> _Task details_: Each entry below is to be copied verbatim.

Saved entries
• • •

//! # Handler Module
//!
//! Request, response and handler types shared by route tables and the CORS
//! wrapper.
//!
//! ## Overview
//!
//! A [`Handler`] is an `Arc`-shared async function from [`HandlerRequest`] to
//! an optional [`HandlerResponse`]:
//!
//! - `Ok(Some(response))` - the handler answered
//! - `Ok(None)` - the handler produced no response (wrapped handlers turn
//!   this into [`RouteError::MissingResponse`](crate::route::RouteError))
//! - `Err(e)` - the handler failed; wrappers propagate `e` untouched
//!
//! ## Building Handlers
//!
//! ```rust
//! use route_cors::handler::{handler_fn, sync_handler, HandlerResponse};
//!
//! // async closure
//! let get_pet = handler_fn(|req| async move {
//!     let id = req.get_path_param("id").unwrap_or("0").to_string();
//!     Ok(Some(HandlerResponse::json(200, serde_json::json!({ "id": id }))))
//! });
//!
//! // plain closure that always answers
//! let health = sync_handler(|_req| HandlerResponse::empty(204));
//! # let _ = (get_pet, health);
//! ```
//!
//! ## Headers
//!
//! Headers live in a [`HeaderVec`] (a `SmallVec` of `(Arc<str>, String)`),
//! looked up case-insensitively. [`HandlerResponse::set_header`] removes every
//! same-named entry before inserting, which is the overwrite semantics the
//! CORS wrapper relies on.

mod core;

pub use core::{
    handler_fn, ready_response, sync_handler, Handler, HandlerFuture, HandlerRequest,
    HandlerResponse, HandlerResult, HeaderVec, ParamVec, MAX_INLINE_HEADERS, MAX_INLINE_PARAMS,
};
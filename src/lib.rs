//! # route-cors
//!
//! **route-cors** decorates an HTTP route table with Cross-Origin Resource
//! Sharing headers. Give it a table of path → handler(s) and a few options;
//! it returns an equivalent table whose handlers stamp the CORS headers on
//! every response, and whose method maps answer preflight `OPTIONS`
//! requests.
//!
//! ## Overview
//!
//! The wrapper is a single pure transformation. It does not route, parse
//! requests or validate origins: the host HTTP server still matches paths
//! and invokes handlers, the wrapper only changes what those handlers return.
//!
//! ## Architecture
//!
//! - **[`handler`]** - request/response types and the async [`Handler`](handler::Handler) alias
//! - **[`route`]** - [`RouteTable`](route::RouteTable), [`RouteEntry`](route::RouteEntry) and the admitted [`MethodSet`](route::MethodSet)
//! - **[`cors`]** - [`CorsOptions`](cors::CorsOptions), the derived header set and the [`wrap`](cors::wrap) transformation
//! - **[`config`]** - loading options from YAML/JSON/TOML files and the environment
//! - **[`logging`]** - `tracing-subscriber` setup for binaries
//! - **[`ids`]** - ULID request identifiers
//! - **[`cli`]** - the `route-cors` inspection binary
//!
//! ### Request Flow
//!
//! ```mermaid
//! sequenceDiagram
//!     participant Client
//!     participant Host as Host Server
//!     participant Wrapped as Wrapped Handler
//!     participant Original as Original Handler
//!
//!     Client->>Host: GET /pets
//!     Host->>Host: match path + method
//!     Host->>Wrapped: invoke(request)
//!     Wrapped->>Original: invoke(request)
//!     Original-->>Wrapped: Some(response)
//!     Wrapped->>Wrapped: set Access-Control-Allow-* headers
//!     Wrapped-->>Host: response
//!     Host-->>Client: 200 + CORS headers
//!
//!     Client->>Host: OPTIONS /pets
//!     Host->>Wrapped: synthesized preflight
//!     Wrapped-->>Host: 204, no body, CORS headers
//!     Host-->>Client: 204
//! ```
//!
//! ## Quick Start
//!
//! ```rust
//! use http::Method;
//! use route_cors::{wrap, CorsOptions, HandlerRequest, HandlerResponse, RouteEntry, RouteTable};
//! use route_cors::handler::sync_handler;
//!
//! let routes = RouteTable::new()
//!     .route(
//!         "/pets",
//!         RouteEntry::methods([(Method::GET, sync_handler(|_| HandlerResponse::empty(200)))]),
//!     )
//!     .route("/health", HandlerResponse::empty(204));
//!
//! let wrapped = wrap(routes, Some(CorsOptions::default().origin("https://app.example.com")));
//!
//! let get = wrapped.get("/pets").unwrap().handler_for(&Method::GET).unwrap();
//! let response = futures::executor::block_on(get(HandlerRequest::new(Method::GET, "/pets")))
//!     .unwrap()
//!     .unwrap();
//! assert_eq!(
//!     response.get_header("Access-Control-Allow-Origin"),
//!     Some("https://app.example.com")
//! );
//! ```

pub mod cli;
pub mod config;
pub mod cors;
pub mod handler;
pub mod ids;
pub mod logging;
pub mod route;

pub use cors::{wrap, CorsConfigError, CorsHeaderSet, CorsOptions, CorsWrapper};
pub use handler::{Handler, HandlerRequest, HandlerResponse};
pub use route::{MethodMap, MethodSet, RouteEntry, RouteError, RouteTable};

• • •

> _Exercise answer_:
//! # Handler Module
//!
//! Request, response and handler types shared by route tables and the CORS
//! wrapper.
//!
//! ## Overview
//!
//! A [`Handler`] is an `Arc`-shared async function from [`HandlerRequest`] to
//! an optional [`HandlerResponse`]:
//!
//! - `Ok(Some(response))` - the handler answered
//! - `Ok(None)` - the handler produced no response (wrapped handlers turn
//!   this into [`RouteError::MissingResponse`](crate::route::RouteError))
//! - `Err(e)` - the handler failed; wrappers propagate `e` untouched
//!
//! ## Building Handlers
//!
//! ```rust
//! use route_cors::handler::{handler_fn, sync_handler, HandlerResponse};
//!
//! // async closure
//! let get_pet = handler_fn(|req| async move {
//!     let id = req.get_path_param("id").unwrap_or("0").to_string();
//!     Ok(Some(HandlerResponse::json(200, serde_json::json!({ "id": id }))))
//! });
//!
//! // plain closure that always answers
//! let health = sync_handler(|_req| HandlerResponse::empty(204));
//! # let _ = (get_pet, health);
//! ```
//!
//! ## Headers
//!
//! Headers live in a [`HeaderVec`] (a `SmallVec` of `(Arc<str>, String)`),
//! looked up case-insensitively. [`HandlerResponse::set_header`] removes every
//! same-named entry before inserting, which is the overwrite semantics the
//! CORS wrapper relies on.

mod core;

pub use core::{
    handler_fn, ready_response, sync_handler, Handler, HandlerFuture, HandlerRequest,
    HandlerResponse, HandlerResult, HeaderVec, ParamVec, MAX_INLINE_HEADERS, MAX_INLINE_PARAMS,
};
filename src/lib.rs
//! # route-cors
//!
//! **route-cors** decorates an HTTP route table with Cross-Origin Resource
//! Sharing headers. Give it a table of path → handler(s) and a few options;
//! it returns an equivalent table whose handlers stamp the CORS headers on
//! every response, and whose method maps answer preflight `OPTIONS`
//! requests.
//!
//! ## Overview
//!
//! The wrapper is a single pure transformation. It does not route, parse
//! requests or validate origins: the host HTTP server still matches paths
//! and invokes handlers, the wrapper only changes what those handlers return.
//!
//! ## Architecture
//!
//! - **[`handler`]** - request/response types and the async [`Handler`](handler::Handler) alias
//! - **[`route`]** - [`RouteTable`](route::RouteTable), [`RouteEntry`](route::RouteEntry) and the admitted [`MethodSet`](route::MethodSet)
//! - **[`cors`]** - [`CorsOptions`](cors::CorsOptions), the derived header set and the [`wrap`](cors::wrap) transformation
//! - **[`config`]** - loading options from YAML/JSON/TOML files and the environment
//! - **[`logging`]** - `tracing-subscriber` setup for binaries
//! - **[`ids`]** - ULID request identifiers
//! - **[`cli`]** - the `route-cors` inspection binary
//!
//! ### Request Flow
//!
//! ```mermaid
//! sequenceDiagram
//!     participant Client
//!     participant Host as Host Server
//!     participant Wrapped as Wrapped Handler
//!     participant Original as Original Handler
//!
//!     Client->>Host: GET /pets
//!     Host->>Host: match path + method
//!     Host->>Wrapped: invoke(request)
//!     Wrapped->>Original: invoke(request)
//!     Original-->>Wrapped: Some(response)
//!     Wrapped->>Wrapped: set Access-Control-Allow-* headers
//!     Wrapped-->>Host: response
//!     Host-->>Client: 200 + CORS headers
//!
//!     Client->>Host: OPTIONS /pets
//!     Host->>Wrapped: synthesized preflight
//!     Wrapped-->>Host: 204, no body, CORS headers
//!     Host-->>Client: 204
//! ```
//!
//! ## Quick Start
//!
//! ```rust
//! use http::Method;
//! use route_cors::{wrap, CorsOptions, HandlerRequest, HandlerResponse, RouteEntry, RouteTable};
//! use route_cors::handler::sync_handler;
//!
//! let routes = RouteTable::new()
//!     .route(
//!         "/pets",
//!         RouteEntry::methods([(Method::GET, sync_handler(|_| HandlerResponse::empty(200)))]),
//!     )
//!     .route("/health", HandlerResponse::empty(204));
//!
//! let wrapped = wrap(routes, Some(CorsOptions::default().origin("https://app.example.com")));
//!
//! let get = wrapped.get("/pets").unwrap().handler_for(&Method::GET).unwrap();
//! let response = futures::executor::block_on(get(HandlerRequest::new(Method::GET, "/pets")))
//!     .unwrap()
//!     .unwrap();
//! assert_eq!(
//!     response.get_header("Access-Control-Allow-Origin"),
//!     Some("https://app.example.com")
//! );
//! ```

pub mod cli;
pub mod config;
pub mod cors;
pub mod handler;
pub mod ids;
pub mod logging;
pub mod route;

pub use cors::{wrap, CorsConfigError, CorsHeaderSet, CorsOptions, CorsWrapper};
pub use handler::{Handler, HandlerRequest, HandlerResponse};
pub use route::{MethodMap, MethodSet, RouteEntry, RouteError, RouteTable};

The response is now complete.